Graham Rix takes over at Hearts




 

 

 

 

 

 

 

 

PUTTING ON THE RIX

As bizarre appointments go that of Graham Rix as Hearts first team coach looks in the same category as Caligula making his horse a Roman Proconsul or George Bush (the slightly smarter one) selecting Dan Quayle as his running mate.

Rix's elevation to the Tynecastle dugout came just days after failing to land the job at non-league Crawley Town and almost two years after Partick Thistle failed to shortlist him for the boss's post at Firhill.

Club owner Vladimir Romanov intimated that George Burley's successor would be a coach steeped in European experience. Robson, Scala, Hitzfeld, Ranieri were some of the names being bandied around before the unexpected and inexplicable emergence of Rix.

Let's get one thing straight. This column's objection to Rix has absolutely nothing to with criminal offences committed in the past (though he will find that supporters of other clubs won't be as charitable). It is based purely on Rix's record as a manager.

At both Portsmouth and Oxford United he failed to impress. In thirteen months at Fratton Park his team won just 16 of the 56 matches they played, drawing 17 and losing 23. They were 17th in the First Division (The Championship as it's now called) when he arrived and 15th when he left. At Oxford it was even worse. When Rix took over in March 2004 they were fourth in the Third Division (now League Two) and challenging strongly for automatic promotion. They drew three, lost six and won just once more that season - in their final game by which time they had dropped to ninth and out of the play-offs.

With just five wins in their opening 17 games before Rix departed in November 2004 Oxford had slumped to 21st. In total his teams won just six times in 29 matches with eight draws and fifteen defeats.

Being charitable we could include a 1-0 win for Chelsea over St Gallen in the UEFA Cup (Chelsea were eliminated in the second leg) in 1999 on Rix's CV when (alongside Ray Wilkins) he was briefly in charge at Stamford Bridge following the departure of Gianluca Vialli and prior to the arrival of Claudio Ranieri.

Even so that gives a total of 86 games as a manger under Rix's belt, of which his teams have won 23, drawn 25 and lost 38.

Ottmar Hitzfeld he ain't.

The spin from Vilnius - sorry, Edinburgh - focuses on Rix's coaching achievements at Chelsea and the trophies won during his time there. Sorry, that just doesn't wash.

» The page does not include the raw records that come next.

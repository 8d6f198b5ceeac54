//! Shared async handle to a board controller.

use std::sync::Arc;
use std::time::Duration;

use tokio::sync::{Mutex, MutexGuard, mpsc};
use tracing::{debug, instrument};

use crate::controller::{BoardController, MoveRequest};
use crate::events::BoardEvent;
use crate::settings::BoardSettings;

/// Default delay between a commit and its termination check.
pub const DEFAULT_TERMINATION_DELAY: Duration = Duration::from_millis(50);

/// Cloneable handle that serializes access to one [`BoardController`] and
/// schedules deferred termination checks on the tokio runtime.
#[derive(Debug, Clone)]
pub struct BoardSession {
    inner: Arc<Mutex<BoardController>>,
    termination_delay: Duration,
}

impl BoardSession {
    /// Creates a session and the receiver for its notifications.
    #[instrument]
    pub fn new(
        settings: BoardSettings,
        container_width: f64,
        termination_delay: Duration,
    ) -> (Self, mpsc::UnboundedReceiver<BoardEvent>) {
        let (event_tx, event_rx) = mpsc::unbounded_channel();
        let controller = BoardController::new(settings, container_width, event_tx);
        (
            Self {
                inner: Arc::new(Mutex::new(controller)),
                termination_delay,
            },
            event_rx,
        )
    }

    /// Locks the controller for direct access.
    ///
    /// Callers that commit moves through the guard should call
    /// [`schedule_settle`](Self::schedule_settle) afterwards.
    pub async fn lock(&self) -> MutexGuard<'_, BoardController> {
        self.inner.lock().await
    }

    /// Runs `f` against the controller and schedules a termination check if
    /// it left one pending.
    pub async fn update<R>(&self, f: impl FnOnce(&mut BoardController) -> R) -> R {
        let (result, pending) = {
            let mut controller = self.inner.lock().await;
            let result = f(&mut controller);
            (result, controller.termination_check_pending())
        };
        if pending {
            self.schedule_settle();
        }
        result
    }

    /// Plays an external move. See [`BoardController::play_move`].
    #[instrument(skip(self))]
    pub async fn play_move(&self, request: MoveRequest) -> bool {
        self.update(|board| board.play_move(&request)).await
    }

    /// Plays an external SAN move. See [`BoardController::play_move_san`].
    #[instrument(skip(self))]
    pub async fn play_move_san(&self, san: String) -> bool {
        self.update(|board| board.play_move_san(&san)).await
    }

    /// Renders the game as PGN. See [`BoardController::game_pgn`].
    #[instrument(skip(self))]
    pub async fn game_pgn(
        &self,
        white_name: String,
        black_name: String,
        newline: String,
        max_width: Option<usize>,
    ) -> String {
        self.update(|board| board.game_pgn(&white_name, &black_name, &newline, max_width))
            .await
    }

    /// Spawns the deferred termination check.
    ///
    /// Must be called from within a tokio runtime.
    pub fn schedule_settle(&self) {
        let inner = Arc::clone(&self.inner);
        let delay = self.termination_delay;
        debug!(?delay, "Scheduling termination check");
        tokio::spawn(async move {
            tokio::time::sleep(delay).await;
            inner.lock().await.settle();
        });
    }
}

#[cfg(test)]
mod tests {
    use super::*;

    #[tokio::test]
    async fn test_deferred_check_emits_waiting() {
        let settings = BoardSettings::default()
            .with_white_player_human(false)
            .with_black_player_human(false);
        let (session, mut rx) = BoardSession::new(settings, 400.0, Duration::from_millis(5));
        session
            .update(|board| board.start_new_game(""))
            .await
            .unwrap();
        assert_eq!(rx.recv().await, Some(BoardEvent::WaitingManualMove));

        assert!(session.play_move_san("e4".to_string()).await);
        assert!(matches!(rx.recv().await, Some(BoardEvent::MoveDone(_))));
        assert_eq!(rx.recv().await, Some(BoardEvent::WaitingManualMove));
        assert!(!session.lock().await.termination_check_pending());
    }
}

It's like saying Steve Clarke won the English title for Chelsea last season or Alex Miller took Liverpool to the European Cup. Both those Scots hold coaching positions similar to the one once held by Rix yet no one would seriously suggest their influence was greater than Jose Mourinho's or Rafa Benitez's. So it was at Chelsea in the past. Ruud Gullit and Luca Vialli were the bosses who bagged the prizes at Stamford Bridge.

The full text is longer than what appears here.